WASHINGTON, DC – Today, a new issue brief analyzes the health reform effort in Massachusetts, and how it built on existing coverage systems such as Medicaid and the Children’s Health Insurance Program (CHIP), to reach an unprecedented 98.8% rate of insurance for children.

The paper provides a detailed look at how Massachusetts covers children and their parents, as well as the aspects of the Massachusetts model that have contributed to its success. It was commissioned by First Focus and authored by Beth Waldman, a former Massachusetts Medicaid and CHIP director during the development and implementation of that state’s health care reform effort.

While the brief supports the research finding that children are more likely to have health coverage if their parents are insured, it also underscores that it is not essential for each family member to have an identical insurance package because children have different health care needs than adults.

In fact, Massachusetts achieved family coverage by building on existing coverage systems, including CHIP, and streamlining enrollment processes. The most important component is that every family member has coverage, not that the coverage is provided by the same insurer.

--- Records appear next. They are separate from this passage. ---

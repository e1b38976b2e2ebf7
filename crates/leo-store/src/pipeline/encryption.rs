//! Streaming encryption seam.
//!
//! Key management and the concrete cipher live outside the engine; the store
//! only consumes this contract. When no encryptor is supplied, bytes pass
//! through untouched.

use crate::data::ByteStream;

/// A streaming authenticated-encryption transform.
///
/// Implementations map a plaintext chunk stream to a ciphertext chunk stream
/// and back. Chunk boundaries on the two sides need not correspond; the only
/// requirement is `decrypt(encrypt(s)) == s` for any finite stream `s`.
pub trait Encryptor: Send + Sync {
    fn encrypt(&self, plain: ByteStream) -> ByteStream;
    fn decrypt(&self, cipher: ByteStream) -> ByteStream;
}
//! Payload compression codecs.

use std::io::{Read, Write};

use bytes::{Bytes, BytesMut};
use futures::stream::{self, StreamExt};
use serde::{Deserialize, Serialize};

use crate::data::ByteStream;
use crate::{Error, Result};

/// Default compression level for zstd
pub const DEFAULT_ZSTD_LEVEL: i32 = 3;

/// Codec applied to a logical payload before encryption and upload.
#[derive(Debug, Clone, Copy, Default, PartialEq, Eq, Serialize, Deserialize)]
#[serde(rename_all = "lowercase")]
pub enum Codec {
    None,
    #[default]
    Zstd,
    Lz4,
}

impl Codec {
    /// Name recorded in metadata so reads can invert the write pipeline.
    pub fn name(&self) -> &'static str {
        match self {
            Codec::None => "none",
            Codec::Zstd => "zstd",
            Codec::Lz4 => "lz4",
        }
    }

    pub fn from_name(name: &str) -> Option<Codec> {
        match name {
            "none" => Some(Codec::None),
            "zstd" => Some(Codec::Zstd),
            "lz4" => Some(Codec::Lz4),
            _ => None,
        }
    }
}

/// Compress data using the specified codec
pub fn compress(data: &[u8], codec: Codec) -> Result<Vec<u8>> {
    compress_with_level(data, codec, DEFAULT_ZSTD_LEVEL)
}

/// Compress data using the specified codec and compression level
pub fn compress_with_level(data: &[u8], codec: Codec, level: i32) -> Result<Vec<u8>> {
    match codec {
        Codec::None => Ok(data.to_vec()),
        Codec::Zstd => compress_zstd_with_level(data, level),
        Codec::Lz4 => Ok(lz4_flex::compress_prepend_size(data)),
    }
}

/// Decompress data using the specified codec
pub fn decompress(data: &[u8], codec: Codec) -> Result<Vec<u8>> {
    match codec {
        Codec::None => Ok(data.to_vec()),
        Codec::Zstd => decompress_zstd(data),
        Codec::Lz4 => lz4_flex::decompress_size_prepended(data)
            .map_err(|e| Error::Compression(format!("Failed to decompress lz4 data: {}", e))),
    }
}

fn compress_zstd_with_level(data: &[u8], level: i32) -> Result<Vec<u8>> {
    let mut encoder = zstd::Encoder::new(Vec::new(), level)
        .map_err(|e| Error::Compression(format!("Failed to create zstd encoder: {}", e)))?;

    encoder
        .write_all(data)
        .map_err(|e| Error::Compression(format!("Failed to write to zstd encoder: {}", e)))?;

    encoder
        .finish()
        .map_err(|e| Error::Compression(format!("Failed to finish zstd compression: {}", e)))
}

fn decompress_zstd(data: &[u8]) -> Result<Vec<u8>> {
    let mut decoder = zstd::Decoder::new(data)
        .map_err(|e| Error::Compression(format!("Failed to create zstd decoder: {}", e)))?;

    let mut output = Vec::new();
    decoder
        .read_to_end(&mut output)
        .map_err(|e| Error::Compression(format!("Failed to decompress zstd data: {}", e)))?;

    Ok(output)
}

/// Buffer the stream and emit the compressed payload as a single chunk.
pub(crate) fn compress_stream(mut source: ByteStream, codec: Codec) -> ByteStream {
    stream::once(async move {
        let mut buffer = BytesMut::new();
        while let Some(chunk) = source.next().await {
            buffer.extend_from_slice(&chunk?);
        }
        let compressed = compress(&buffer, codec)?;
        Ok(Bytes::from(compressed))
    })
    .boxed()
}

/// Buffer the stream and emit the decompressed payload as a single chunk.
pub(crate) fn decompress_stream(mut source: ByteStream, codec: Codec) -> ByteStream {
    stream::once(async move {
        let mut buffer = BytesMut::new();
        while let Some(chunk) = source.next().await {
            buffer.extend_from_slice(&chunk?);
        }
        let decompressed = decompress(&buffer, codec)?;
        Ok(Bytes::from(decompressed))
    })
    .boxed()
}

#[cfg(test)]
mod tests {
    use super::*;

    #[test]
    fn zstd_roundtrip() {
        let data = b"some payload worth compressing, repeated repeated repeated";
        let compressed = compress(data, Codec::Zstd).unwrap();
        let decompressed = decompress(&compressed, Codec::Zstd).unwrap();
        assert_eq!(data.as_slice(), decompressed.as_slice());
    }

    #[test]
    fn lz4_roundtrip() {
        let data = b"another payload, this one for lz4";
        let compressed = compress(data, Codec::Lz4).unwrap();
        let decompressed = decompress(&compressed, Codec::Lz4).unwrap();
        assert_eq!(data.as_slice(), decompressed.as_slice());
    }

    #[test]
    fn codec_names_round_trip() {
        for codec in [Codec::None, Codec::Zstd, Codec::Lz4] {
            assert_eq!(Codec::from_name(codec.name()), Some(codec));
        }
        assert_eq!(Codec::from_name("gzip"), None);
    }
}
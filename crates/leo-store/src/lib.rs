//! Leo Store
//!
//! An encrypted, versioned object-storage engine layered over cloud blob
//! backends, with a queue-driven index listener that fans change events out
//! to pluggable indexers.
//!
//! The engine-facing entry points are [`SecureStore`] (writes through an
//! optional compress-and-encrypt pipeline, snapshots, soft deletes,
//! optimistic concurrency, per-key locks, change-event emission) and
//! [`IndexListener`] (per-logical-key serialized dispatch with cross-key
//! parallelism and at-least-once redelivery). [`DocumentPartition`] and
//! [`ObjectPartition`] add application-level addressing sugar on top.

pub mod config;
pub mod data;
pub mod error;
pub mod events;
pub mod listener;
pub mod location;
pub mod metadata;
pub mod metrics;
pub mod partition;
pub mod pipeline;
pub mod queue;
pub mod secure;
pub mod store;

mod retry;

pub use config::{LeoConfig, ListenerSettings};
pub use data::{ByteStream, DataWithMetadata, WritePayload};
pub use error::{Error, Result};
pub use events::StoreDataDetails;
pub use listener::{ErrorSink, IndexListener, Indexer, ListenerConfig};
pub use location::Location;
pub use metadata::{AuditInfo, Metadata, Snapshot};
pub use metrics::{MetricsReport, StoreMetrics};
pub use partition::{DocumentPartition, EncryptorProvider, ItemConfiguration, ObjectPartition};
pub use pipeline::{Codec, Encryptor};
pub use queue::{LeasedMessage, MemoryQueue, QueueClient};
pub use secure::{SecureStore, SecureStoreOptions};
pub use store::{
    create_adapter, ListingStore, LockLease, StoreAdapter, StoreBackendConfig, StoreFlavor,
    StoreOptions, VersionedStore,
};
//! Backend store adapter trait definition.

use async_trait::async_trait;
use futures::stream::BoxStream;

use crate::data::{DataWithMetadata, WritePayload};
use crate::location::Location;
use crate::metadata::{AuditInfo, Metadata, Snapshot};
use crate::store::lock::LockLease;
use crate::Result;

/// Abstracts one cloud object store: data I/O, snapshot listing, metadata,
/// soft-delete markers, optimistic conditional writes, lease locks and
/// prefix listing.
///
/// Missing objects surface as `Ok(None)`, never as errors. Failed optimistic
/// preconditions surface as `Ok(None)` from [`try_optimistic_write`].
///
/// [`try_optimistic_write`]: StoreAdapter::try_optimistic_write
#[async_trait]
pub trait StoreAdapter: Send + Sync {
    /// Persist a new current version from the payload stream and return the
    /// post-write metadata (assigned `Snapshot`, `ETag`, `Modified` and
    /// `ContentLength`). The full user-visible metadata set is overwritten,
    /// never merged. A payload error must leave no observable partial object.
    async fn save_data(
        &self,
        loc: &Location,
        metadata: Metadata,
        audit: Option<&AuditInfo>,
        payload: WritePayload,
    ) -> Result<Metadata>;

    /// As [`save_data`], but the commit is conditional on `metadata`'s `ETag`:
    /// absent means create-only, `"*"` means unconditional, anything else
    /// must match the current tag. `Ok(None)` on a failed precondition, with
    /// no side effects.
    ///
    /// [`save_data`]: StoreAdapter::save_data
    async fn try_optimistic_write(
        &self,
        loc: &Location,
        metadata: Metadata,
        audit: Option<&AuditInfo>,
        payload: WritePayload,
    ) -> Result<Option<Metadata>>;

    /// Metadata of the current version, or of `snapshot` when given.
    /// A soft-deleted current is still returned; hiding it is the caller's
    /// decision ([`load_data`] hides it).
    ///
    /// [`load_data`]: StoreAdapter::load_data
    async fn get_metadata(&self, loc: &Location, snapshot: Option<&str>)
        -> Result<Option<Metadata>>;

    /// Lazy data stream plus metadata. `Ok(None)` when missing, or when no
    /// snapshot was requested and the current version is soft-deleted.
    async fn load_data(
        &self,
        loc: &Location,
        snapshot: Option<&str>,
    ) -> Result<Option<DataWithMetadata>>;

    /// Versions stored for exactly this key (strict descendants excluded),
    /// newest first.
    async fn find_snapshots(
        &self,
        loc: &Location,
    ) -> Result<BoxStream<'static, Result<Snapshot>>>;

    /// Current versions under the container, optionally narrowed to a path
    /// prefix. Soft-deleted items may be included; the secure store filters
    /// them.
    async fn find_files(
        &self,
        container: &str,
        prefix: Option<&str>,
    ) -> Result<BoxStream<'static, Result<(Location, Metadata)>>>;

    /// Append a zero-length current version carrying the deletion marker and
    /// the prior user metadata. Succeeds silently when the object is missing.
    async fn soft_delete(&self, loc: &Location, audit: Option<&AuditInfo>) -> Result<()>;

    /// Remove the current version and every snapshot. Missing target is not
    /// an error.
    async fn permanent_delete(&self, loc: &Location) -> Result<()>;

    /// Acquire a lease on the lock object for this key. `Ok(None)` when the
    /// lock is held elsewhere. The lease auto-renews until released.
    async fn lock(&self, loc: &Location) -> Result<Option<LockLease>>;

    /// Metadata-only update preserving the current content and its logical
    /// length. `Ok(None)` when the target does not exist.
    async fn save_metadata(&self, loc: &Location, metadata: Metadata)
        -> Result<Option<Metadata>>;

    /// Idempotent container provisioning.
    async fn create_container_if_not_exists(&self, container: &str) -> Result<()>;

    /// Whether payload compression is worthwhile on this backend.
    fn can_compress(&self) -> bool;
}
//! List-versions store flavor.
//!
//! No pointer document: every write is an immutable version object and the
//! current version of a key is the highest-modified version discovered by
//! listing. ETags are synthesized from version ids, so optimistic writes are
//! best-effort compare-then-commit rather than backend-linearized, and no
//! format marker is written.

use std::collections::btree_map::Entry;
use std::collections::BTreeMap;
use std::sync::atomic::Ordering;
use std::sync::Arc;

use async_trait::async_trait;
use futures::future;
use futures::stream::{self, BoxStream, StreamExt, TryStreamExt};
use object_store::ObjectStore;
use tracing::{debug, info};

use crate::data::{DataWithMetadata, WritePayload};
use crate::location::{validate_container, Location, INTERNAL_PREFIX};
use crate::metadata::{AuditInfo, Metadata, Snapshot};
use crate::store::adapter::StoreAdapter;
use crate::store::config::StoreOptions;
use crate::store::layout::{
    self, build_persisted, delete_all_versions, exact_version_ids, get_json, map_backend_err,
    monotonic_now, new_version_id, open_stream, put_json, snapshots_stream, upload_stream,
    META_SUFFIX,
};
use crate::store::lock::{self, LockLease};
use crate::{Error, Result};

/// Store adapter over a backend without conditional writes, deriving the
/// current version from per-key version listings.
pub struct ListingStore {
    store: Arc<dyn ObjectStore>,
    options: StoreOptions,
}

impl ListingStore {
    pub fn new(store: Arc<dyn ObjectStore>, options: StoreOptions) -> Self {
        info!(
            "created listing store adapter (multipart threshold {} bytes)",
            options.multipart_threshold
        );
        Self { store, options }
    }

    /// The highest-modified version of exactly this key, with its metadata.
    async fn read_current(&self, loc: &Location) -> Result<Option<(String, Metadata)>> {
        let Some(version) = exact_version_ids(&self.store, loc).await?.into_iter().next() else {
            return Ok(None);
        };
        let path = layout::version_meta_path(loc, &version);
        let (metadata, _) = get_json::<Metadata>(&self.store, &path)
            .await?
            .ok_or_else(|| Error::storage(path.as_ref(), "version metadata missing"))?;
        Ok(Some((version, metadata)))
    }

    async fn write_version(
        &self,
        loc: &Location,
        metadata: Metadata,
        audit: Option<&AuditInfo>,
        payload: WritePayload,
        prev_modified: Option<i64>,
    ) -> Result<Metadata> {
        let modified = monotonic_now(prev_modified);
        let version = new_version_id(modified);
        let data_path = layout::version_data_path(loc, &version);

        let (stream, logical) = payload.into_parts();
        let stored =
            upload_stream(&self.store, &data_path, stream, self.options.multipart_threshold)
                .await?;
        debug!("wrote version {version} of {loc} ({stored} stored bytes)");

        let persisted = build_persisted(
            metadata,
            audit,
            logical.load(Ordering::Relaxed),
            modified,
            &version,
            false,
        );
        if let Err(err) =
            put_json(&self.store, &layout::version_meta_path(loc, &version), &persisted).await
        {
            let _ = self.store.delete(&data_path).await;
            return Err(err);
        }
        Ok(Self::outbound(persisted, version))
    }

    /// This flavor has no backend concurrency tag on the logical record, so
    /// the opaque version id doubles as the ETag.
    fn outbound(mut metadata: Metadata, version: String) -> Metadata {
        metadata.set_etag(version);
        metadata.strip_internal();
        metadata
    }
}

#[async_trait]
impl StoreAdapter for ListingStore {
    async fn save_data(
        &self,
        loc: &Location,
        metadata: Metadata,
        audit: Option<&AuditInfo>,
        payload: WritePayload,
    ) -> Result<Metadata> {
        loc.validate()?;
        let prev_modified = self
            .read_current(loc)
            .await?
            .and_then(|(_, m)| m.modified());
        self.write_version(loc, metadata, audit, payload, prev_modified)
            .await
    }

    async fn try_optimistic_write(
        &self,
        loc: &Location,
        metadata: Metadata,
        audit: Option<&AuditInfo>,
        payload: WritePayload,
    ) -> Result<Option<Metadata>> {
        loc.validate()?;
        let requested = metadata.etag().map(str::to_string);
        let current = self.read_current(loc).await?;

        // Compare-then-commit: this backend cannot make the check and the
        // write atomic, so a racing writer can still slip in between.
        let precondition_holds = match requested.as_deref() {
            None => current.is_none(),
            Some("*") => true,
            Some(tag) => current
                .as_ref()
                .is_some_and(|(version, _)| version.as_str() == tag),
        };
        if !precondition_holds {
            debug!("optimistic write to {loc} lost its precondition");
            return Ok(None);
        }

        let prev_modified = current.and_then(|(_, m)| m.modified());
        self.write_version(loc, metadata, audit, payload, prev_modified)
            .await
            .map(Some)
    }

    async fn get_metadata(
        &self,
        loc: &Location,
        snapshot: Option<&str>,
    ) -> Result<Option<Metadata>> {
        loc.validate()?;
        match snapshot {
            Some(version) => {
                let path = layout::version_meta_path(loc, version);
                match get_json::<Metadata>(&self.store, &path).await? {
                    None => Ok(None),
                    Some((metadata, _)) => Ok(Some(Self::outbound(metadata, version.to_string()))),
                }
            }
            None => match self.read_current(loc).await? {
                None => Ok(None),
                Some((version, metadata)) => Ok(Some(Self::outbound(metadata, version))),
            },
        }
    }

    async fn load_data(
        &self,
        loc: &Location,
        snapshot: Option<&str>,
    ) -> Result<Option<DataWithMetadata>> {
        loc.validate()?;
        let (version, metadata) = match snapshot {
            None => match self.read_current(loc).await? {
                None => return Ok(None),
                Some((_, metadata)) if metadata.deleted().is_some() => return Ok(None),
                Some(current) => current,
            },
            Some(version) => {
                let path = layout::version_meta_path(loc, version);
                match get_json::<Metadata>(&self.store, &path).await? {
                    None => return Ok(None),
                    Some((metadata, _)) => (version.to_string(), metadata),
                }
            }
        };

        let data_path = layout::version_data_path(loc, &version);
        let stream = open_stream(&self.store, &data_path)
            .await?
            .ok_or_else(|| Error::storage(data_path.as_ref(), "version data missing"))?;
        Ok(Some(DataWithMetadata {
            metadata: Self::outbound(metadata, version),
            stream,
        }))
    }

    async fn find_snapshots(
        &self,
        loc: &Location,
    ) -> Result<BoxStream<'static, Result<Snapshot>>> {
        loc.validate()?;
        snapshots_stream(&self.store, loc).await
    }

    async fn find_files(
        &self,
        container: &str,
        prefix: Option<&str>,
    ) -> Result<BoxStream<'static, Result<(Location, Metadata)>>> {
        validate_container(container)?;
        let list_prefix = layout::versions_root(container, prefix);
        let entries = layout::list_locations(&self.store, &list_prefix).await?;

        // Group version metadata entries by base path and keep the highest
        // version id of each, which is the current one.
        let head = format!("{container}/{INTERNAL_PREFIX}/v/");
        let mut current: BTreeMap<String, String> = BTreeMap::new();
        for entry in entries {
            let Some(rest) = entry.as_ref().strip_prefix(&head) else {
                continue;
            };
            let Some(stripped) = rest.strip_suffix(META_SUFFIX) else {
                continue;
            };
            let Some((base_path, version)) = stripped.rsplit_once('/') else {
                continue;
            };
            match current.entry(base_path.to_string()) {
                Entry::Occupied(mut slot) => {
                    if slot.get().as_str() < version {
                        slot.insert(version.to_string());
                    }
                }
                Entry::Vacant(slot) => {
                    slot.insert(version.to_string());
                }
            }
        }

        let container = container.to_string();
        let items: Vec<(Location, String)> = current
            .into_iter()
            .map(|(base_path, version)| (Location::new(container.clone(), base_path), version))
            .collect();
        let store = Arc::clone(&self.store);
        let stream = stream::iter(items)
            .then(move |(loc, version)| {
                let store = Arc::clone(&store);
                async move {
                    let path = layout::version_meta_path(&loc, &version);
                    // Versions vacuumed between listing and read are skipped.
                    match get_json::<Metadata>(&store, &path).await? {
                        None => Ok(None),
                        Some((metadata, _)) => {
                            Ok(Some((loc, Self::outbound(metadata, version))))
                        }
                    }
                }
            })
            .try_filter_map(|item| future::ready(Ok(item)))
            .boxed();
        Ok(stream)
    }

    async fn soft_delete(&self, loc: &Location, audit: Option<&AuditInfo>) -> Result<()> {
        loc.validate()?;
        let Some((_, prev)) = self.read_current(loc).await? else {
            return Ok(());
        };
        if prev.deleted().is_some() {
            return Ok(());
        }

        let modified = monotonic_now(prev.modified());
        let version = new_version_id(modified);
        let mut tombstone = build_persisted(prev, audit, 0, modified, &version, false);
        tombstone.set_deleted(modified);
        tombstone.remove(crate::metadata::keys::COMPRESSED);

        upload_stream(
            &self.store,
            &layout::version_data_path(loc, &version),
            stream::empty().boxed(),
            self.options.multipart_threshold,
        )
        .await?;
        put_json(&self.store, &layout::version_meta_path(loc, &version), &tombstone).await?;
        debug!("soft-deleted {loc}");
        Ok(())
    }

    async fn permanent_delete(&self, loc: &Location) -> Result<()> {
        loc.validate()?;
        delete_all_versions(&self.store, loc).await?;
        debug!("permanently deleted {loc}");
        Ok(())
    }

    async fn lock(&self, loc: &Location) -> Result<Option<LockLease>> {
        loc.validate()?;
        lock::acquire(
            Arc::clone(&self.store),
            layout::lock_path(loc),
            self.options.lock_lease(),
            self.options.lock_renew(),
        )
        .await
    }

    async fn save_metadata(
        &self,
        loc: &Location,
        metadata: Metadata,
    ) -> Result<Option<Metadata>> {
        loc.validate()?;
        let Some((current_version, prev)) = self.read_current(loc).await? else {
            return Ok(None);
        };
        let modified = monotonic_now(prev.modified());
        let version = new_version_id(modified);

        let src = layout::version_data_path(loc, &current_version);
        let dst = layout::version_data_path(loc, &version);
        self.store
            .copy(&src, &dst)
            .await
            .map_err(|e| map_backend_err(&src, e))?;

        let mut persisted = build_persisted(
            metadata,
            None,
            prev.content_length().unwrap_or(0),
            modified,
            &version,
            false,
        );
        if let Some(codec) = prev.compressed() {
            persisted.set(crate::metadata::keys::COMPRESSED, codec);
        }
        if let Some(deleted) = prev.deleted() {
            persisted.set_deleted(deleted);
        }

        put_json(&self.store, &layout::version_meta_path(loc, &version), &persisted).await?;
        Ok(Some(Self::outbound(persisted, version)))
    }

    async fn create_container_if_not_exists(&self, container: &str) -> Result<()> {
        validate_container(container)?;
        debug!("container {container} ready");
        Ok(())
    }

    fn can_compress(&self) -> bool {
        false
    }
}
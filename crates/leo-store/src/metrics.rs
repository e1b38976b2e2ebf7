//! Operation counters for monitoring store and listener activity.

use std::sync::atomic::{AtomicU64, Ordering};

use serde::Serialize;

/// Engine-wide counters. Cheap to share and update from any task.
#[derive(Debug, Default)]
pub struct StoreMetrics {
    /// Successful data writes
    pub saves: AtomicU64,
    /// Successful data reads
    pub loads: AtomicU64,
    /// Soft and permanent deletes
    pub deletes: AtomicU64,
    /// Events pushed to the index queue
    pub index_events: AtomicU64,
    /// Events pushed to the backup queue
    pub backup_events: AtomicU64,
    /// Batches dispatched to indexers
    pub dispatched_batches: AtomicU64,
    /// Batches that failed dispatch and were left for redelivery
    pub dispatch_failures: AtomicU64,
    /// Logical bytes written
    pub bytes_written: AtomicU64,
    /// Event emission failures (writes themselves succeeded)
    pub event_failures: AtomicU64,
}

/// Point-in-time view of the counters.
#[derive(Debug, Clone, Serialize)]
pub struct MetricsReport {
    pub saves: u64,
    pub loads: u64,
    pub deletes: u64,
    pub index_events: u64,
    pub backup_events: u64,
    pub dispatched_batches: u64,
    pub dispatch_failures: u64,
    pub bytes_written: u64,
    pub event_failures: u64,
}

impl StoreMetrics {
    pub fn new() -> Self {
        Self::default()
    }

    pub fn record_save(&self, logical_bytes: u64) {
        self.saves.fetch_add(1, Ordering::Relaxed);
        self.bytes_written.fetch_add(logical_bytes, Ordering::Relaxed);
    }

    pub fn record_load(&self) {
        self.loads.fetch_add(1, Ordering::Relaxed);
    }

    pub fn record_delete(&self) {
        self.deletes.fetch_add(1, Ordering::Relaxed);
    }

    pub fn record_index_event(&self) {
        self.index_events.fetch_add(1, Ordering::Relaxed);
    }

    pub fn record_backup_event(&self) {
        self.backup_events.fetch_add(1, Ordering::Relaxed);
    }

    pub fn record_dispatch(&self) {
        self.dispatched_batches.fetch_add(1, Ordering::Relaxed);
    }

    pub fn record_dispatch_failure(&self) {
        self.dispatch_failures.fetch_add(1, Ordering::Relaxed);
    }

    pub fn record_event_failure(&self) {
        self.event_failures.fetch_add(1, Ordering::Relaxed);
    }

    pub fn report(&self) -> MetricsReport {
        MetricsReport {
            saves: self.saves.load(Ordering::Relaxed),
            loads: self.loads.load(Ordering::Relaxed),
            deletes: self.deletes.load(Ordering::Relaxed),
            index_events: self.index_events.load(Ordering::Relaxed),
            backup_events: self.backup_events.load(Ordering::Relaxed),
            dispatched_batches: self.dispatched_batches.load(Ordering::Relaxed),
            dispatch_failures: self.dispatch_failures.load(Ordering::Relaxed),
            bytes_written: self.bytes_written.load(Ordering::Relaxed),
            event_failures: self.event_failures.load(Ordering::Relaxed),
        }
    }
}

#[cfg(test)]
mod tests {
    use super::*;

    #[test]
    fn report_reflects_recorded_operations() {
        let metrics = StoreMetrics::new();
        metrics.record_save(1024);
        metrics.record_save(10);
        metrics.record_load();
        metrics.record_index_event();

        let report = metrics.report();
        assert_eq!(report.saves, 2);
        assert_eq!(report.bytes_written, 1034);
        assert_eq!(report.loads, 1);
        assert_eq!(report.index_events, 1);
        assert_eq!(report.dispatch_failures, 0);
    }
}
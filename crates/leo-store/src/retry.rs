//! Single-retry policy for transient backend failures.

use std::future::Future;
use std::time::Duration;

use tracing::warn;

use crate::{Error, Result};

const RETRY_DELAY: Duration = Duration::from_millis(100);

/// Run an idempotent backend operation, retrying once on a transient error.
///
/// Anything other than [`Error::Transient`] surfaces immediately; a second
/// transient failure surfaces to the caller.
pub(crate) async fn with_transient_retry<T, F, Fut>(operation: &str, mut call: F) -> Result<T>
where
    F: FnMut() -> Fut,
    Fut: Future<Output = Result<T>>,
{
    match call().await {
        Err(Error::Transient(message)) => {
            warn!("{operation} hit a transient backend error, retrying once: {message}");
            tokio::time::sleep(RETRY_DELAY).await;
            call().await
        }
        other => other,
    }
}

#[cfg(test)]
mod tests {
    use super::*;
    use std::sync::atomic::{AtomicU32, Ordering};

    #[tokio::test]
    async fn retries_once_on_transient() {
        let attempts = AtomicU32::new(0);
        let attempts = &attempts;
        let result = with_transient_retry("op", || async move {
            if attempts.fetch_add(1, Ordering::SeqCst) == 0 {
                Err(Error::Transient("flaky".to_string()))
            } else {
                Ok(7)
            }
        })
        .await
        .unwrap();
        assert_eq!(result, 7);
        assert_eq!(attempts.load(Ordering::SeqCst), 2);
    }

    #[tokio::test]
    async fn second_transient_failure_surfaces() {
        let result: Result<()> = with_transient_retry("op", || async move {
            Err(Error::Transient("still flaky".to_string()))
        })
        .await;
        assert!(matches!(result, Err(Error::Transient(_))));
    }

    #[tokio::test]
    async fn non_transient_is_not_retried() {
        let attempts = AtomicU32::new(0);
        let attempts = &attempts;
        let result: Result<()> = with_transient_retry("op", || async move {
            attempts.fetch_add(1, Ordering::SeqCst);
            Err(Error::storage("c/p", "broken"))
        })
        .await;
        assert!(matches!(result, Err(Error::Storage { .. })));
        assert_eq!(attempts.load(Ordering::SeqCst), 1);
    }
}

“There are many parallels between the health reform efforts in both Massachusetts and the federal debate that is currently underway,” said Bruce Lesley, President of First Focus, a bipartisan children’s advocacy organization. “Massachusetts was successful in leveraging existing programs, such as Medicaid and CHIP to provide nearly universal coverage for children. And while Congress continues to debate the repeal of CHIP in favor of unity of coverage for families, it is important to note that Massachusetts has been enormously successful maintaining CHIP and covering children and parents in separate programs. Because the state built on existing infrastructure, streamlined enrollment, and coordinated communication across all programs, the Massachusetts model has been remarkably effective in moving the state toward universal coverage for children.”

The paper describes the coverage systems upon which health reform was built and the new mechanisms implemented after the state’s landmark health reform legislation was enacted in 2006.

Among the key findings of the brief are:

  • Massachusetts successfully serves children and parents in two separate programs, CHIP and Commonwealth Care (CommCare).
  • The state leveraged its existing infrastructure to quickly and easily expand coverage for children within the existing Medicaid/CHIP (MassHealth) program. Specifically, the state provided coverage to families with incomes at or below 300% of the federal poverty level (FPL) by expanding CHIP to cover children to 300% of the FPL. It also established a new program, CommCare, for adults with incomes up to 300% of the FPL, administered by the Commonwealth Health Insurance Connector Authority (Connector).
  • In order to avoid confusion related to maintaining separate premium structures for each program, Massachusetts waives premiums for children covered through CHIP when parents are subject to cost-sharing in CommCare.
  • Massachusetts utilized a joint application process for MassHealth and CommCare, allowing families to complete one application even though coverage might ultimately be provided through a number of different health coverage options.

Health reform legislation recently passed by the House of Representatives repeals CHIP entirely, rolling millions of children and pregnant women from CHIP into the untested “health insurance exchange.” In addition, measures to fully fund CHIP through 2019 are being debated in the U.S. Senate.